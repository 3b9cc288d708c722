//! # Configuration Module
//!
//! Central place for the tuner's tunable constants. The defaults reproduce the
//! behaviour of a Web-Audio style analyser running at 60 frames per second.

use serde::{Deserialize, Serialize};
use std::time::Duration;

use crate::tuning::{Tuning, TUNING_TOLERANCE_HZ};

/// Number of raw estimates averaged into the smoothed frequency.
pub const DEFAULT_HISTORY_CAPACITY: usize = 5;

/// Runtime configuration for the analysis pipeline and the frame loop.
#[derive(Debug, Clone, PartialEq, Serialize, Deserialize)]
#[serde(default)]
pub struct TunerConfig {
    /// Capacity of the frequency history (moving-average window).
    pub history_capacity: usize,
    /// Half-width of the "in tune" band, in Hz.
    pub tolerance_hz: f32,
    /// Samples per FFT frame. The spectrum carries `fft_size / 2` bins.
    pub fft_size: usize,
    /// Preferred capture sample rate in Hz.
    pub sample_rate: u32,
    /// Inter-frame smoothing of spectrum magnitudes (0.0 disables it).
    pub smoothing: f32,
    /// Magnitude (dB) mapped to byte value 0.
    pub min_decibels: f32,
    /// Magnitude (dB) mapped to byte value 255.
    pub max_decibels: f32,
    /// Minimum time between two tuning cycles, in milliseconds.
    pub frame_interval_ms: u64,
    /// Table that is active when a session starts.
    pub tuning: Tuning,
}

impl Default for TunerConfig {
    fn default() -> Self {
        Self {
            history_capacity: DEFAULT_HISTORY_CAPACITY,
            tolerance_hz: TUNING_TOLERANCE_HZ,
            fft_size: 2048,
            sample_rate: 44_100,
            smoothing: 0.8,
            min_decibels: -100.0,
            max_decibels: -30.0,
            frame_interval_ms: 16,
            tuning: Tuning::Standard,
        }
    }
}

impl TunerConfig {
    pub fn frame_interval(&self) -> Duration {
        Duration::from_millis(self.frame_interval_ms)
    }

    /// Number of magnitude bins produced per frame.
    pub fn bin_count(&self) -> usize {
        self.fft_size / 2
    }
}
__________________________________________________
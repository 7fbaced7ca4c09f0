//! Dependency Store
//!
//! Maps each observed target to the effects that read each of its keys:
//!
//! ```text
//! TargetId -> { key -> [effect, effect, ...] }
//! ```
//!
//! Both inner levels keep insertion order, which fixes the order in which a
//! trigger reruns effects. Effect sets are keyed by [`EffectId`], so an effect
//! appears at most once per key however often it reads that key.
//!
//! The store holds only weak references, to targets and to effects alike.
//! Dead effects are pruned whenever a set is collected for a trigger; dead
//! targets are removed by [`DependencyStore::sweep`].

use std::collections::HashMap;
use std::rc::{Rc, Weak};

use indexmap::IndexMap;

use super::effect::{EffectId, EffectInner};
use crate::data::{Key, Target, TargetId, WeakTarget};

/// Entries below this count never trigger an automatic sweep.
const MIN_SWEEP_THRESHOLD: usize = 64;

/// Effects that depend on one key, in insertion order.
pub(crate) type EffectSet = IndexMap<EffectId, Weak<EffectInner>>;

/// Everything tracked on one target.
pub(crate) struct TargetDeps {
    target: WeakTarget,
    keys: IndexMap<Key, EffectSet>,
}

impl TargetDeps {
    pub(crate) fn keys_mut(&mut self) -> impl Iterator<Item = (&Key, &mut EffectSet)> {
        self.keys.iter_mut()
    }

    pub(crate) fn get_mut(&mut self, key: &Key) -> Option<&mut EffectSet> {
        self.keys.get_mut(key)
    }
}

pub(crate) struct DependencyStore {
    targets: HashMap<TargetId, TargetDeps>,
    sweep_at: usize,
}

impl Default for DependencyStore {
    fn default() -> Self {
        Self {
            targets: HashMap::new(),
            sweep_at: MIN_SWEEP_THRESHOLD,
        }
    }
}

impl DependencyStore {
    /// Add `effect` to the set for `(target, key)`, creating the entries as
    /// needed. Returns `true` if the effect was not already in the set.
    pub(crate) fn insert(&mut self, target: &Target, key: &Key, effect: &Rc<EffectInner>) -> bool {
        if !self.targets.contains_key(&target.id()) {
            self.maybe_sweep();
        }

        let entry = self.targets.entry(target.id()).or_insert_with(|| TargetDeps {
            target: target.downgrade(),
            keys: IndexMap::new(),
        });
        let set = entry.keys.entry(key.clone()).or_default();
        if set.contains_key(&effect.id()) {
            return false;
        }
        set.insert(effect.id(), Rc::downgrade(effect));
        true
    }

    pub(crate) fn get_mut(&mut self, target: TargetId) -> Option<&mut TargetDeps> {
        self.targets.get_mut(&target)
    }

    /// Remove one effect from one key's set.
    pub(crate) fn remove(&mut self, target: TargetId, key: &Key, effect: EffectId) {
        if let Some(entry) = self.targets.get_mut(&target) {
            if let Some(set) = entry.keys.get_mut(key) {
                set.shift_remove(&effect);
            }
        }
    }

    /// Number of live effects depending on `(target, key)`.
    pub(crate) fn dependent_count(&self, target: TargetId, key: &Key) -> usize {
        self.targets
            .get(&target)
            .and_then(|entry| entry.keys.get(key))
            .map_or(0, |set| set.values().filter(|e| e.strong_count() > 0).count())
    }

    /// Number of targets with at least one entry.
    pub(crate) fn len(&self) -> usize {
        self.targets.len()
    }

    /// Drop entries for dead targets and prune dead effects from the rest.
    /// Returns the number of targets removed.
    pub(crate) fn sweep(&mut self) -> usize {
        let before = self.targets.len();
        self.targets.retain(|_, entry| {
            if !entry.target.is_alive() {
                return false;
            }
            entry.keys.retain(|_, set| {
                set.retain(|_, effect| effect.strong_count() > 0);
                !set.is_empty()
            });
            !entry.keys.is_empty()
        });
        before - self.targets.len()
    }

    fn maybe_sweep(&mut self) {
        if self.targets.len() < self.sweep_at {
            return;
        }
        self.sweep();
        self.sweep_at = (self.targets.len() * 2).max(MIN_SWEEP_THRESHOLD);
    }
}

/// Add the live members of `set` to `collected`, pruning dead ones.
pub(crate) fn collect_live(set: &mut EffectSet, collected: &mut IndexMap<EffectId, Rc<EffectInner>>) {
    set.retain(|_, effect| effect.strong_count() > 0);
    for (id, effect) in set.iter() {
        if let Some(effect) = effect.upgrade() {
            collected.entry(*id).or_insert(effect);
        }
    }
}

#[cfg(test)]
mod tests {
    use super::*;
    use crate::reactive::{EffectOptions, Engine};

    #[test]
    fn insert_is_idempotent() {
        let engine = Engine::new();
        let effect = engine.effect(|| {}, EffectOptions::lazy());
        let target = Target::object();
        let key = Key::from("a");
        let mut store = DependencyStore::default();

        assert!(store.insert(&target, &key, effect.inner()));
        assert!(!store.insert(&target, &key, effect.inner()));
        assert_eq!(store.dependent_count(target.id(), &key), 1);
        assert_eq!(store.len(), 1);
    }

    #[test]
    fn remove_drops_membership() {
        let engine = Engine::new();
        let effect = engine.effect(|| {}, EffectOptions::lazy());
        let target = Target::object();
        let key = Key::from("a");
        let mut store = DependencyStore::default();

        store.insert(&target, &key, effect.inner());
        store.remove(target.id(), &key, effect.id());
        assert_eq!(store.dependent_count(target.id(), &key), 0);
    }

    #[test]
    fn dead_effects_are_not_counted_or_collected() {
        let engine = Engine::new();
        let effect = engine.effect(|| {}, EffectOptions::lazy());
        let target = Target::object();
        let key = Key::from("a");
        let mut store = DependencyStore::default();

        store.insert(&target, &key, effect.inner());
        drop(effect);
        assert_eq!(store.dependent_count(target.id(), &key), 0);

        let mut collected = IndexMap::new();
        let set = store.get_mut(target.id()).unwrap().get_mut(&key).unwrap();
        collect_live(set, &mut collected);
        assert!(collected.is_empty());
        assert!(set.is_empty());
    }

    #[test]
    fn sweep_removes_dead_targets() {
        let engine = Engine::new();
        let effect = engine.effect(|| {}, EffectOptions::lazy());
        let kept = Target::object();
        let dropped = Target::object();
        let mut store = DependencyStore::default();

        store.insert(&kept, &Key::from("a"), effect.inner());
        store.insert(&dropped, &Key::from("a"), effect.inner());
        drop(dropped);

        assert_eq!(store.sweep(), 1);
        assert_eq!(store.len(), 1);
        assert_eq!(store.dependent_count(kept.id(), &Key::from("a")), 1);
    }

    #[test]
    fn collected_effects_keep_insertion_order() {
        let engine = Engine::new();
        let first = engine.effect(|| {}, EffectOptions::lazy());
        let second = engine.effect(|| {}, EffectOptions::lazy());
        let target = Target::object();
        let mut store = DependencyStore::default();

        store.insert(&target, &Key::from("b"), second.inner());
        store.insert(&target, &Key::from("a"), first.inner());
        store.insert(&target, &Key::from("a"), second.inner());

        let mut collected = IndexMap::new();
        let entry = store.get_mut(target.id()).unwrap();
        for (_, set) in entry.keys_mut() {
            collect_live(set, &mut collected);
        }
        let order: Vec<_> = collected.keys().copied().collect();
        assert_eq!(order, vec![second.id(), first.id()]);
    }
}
__________________________________________________
◆ About this task ◆
Going through the listing above, tally the lines that contain the word "Returns" and report the total alone.

◆ Written reply ◆
2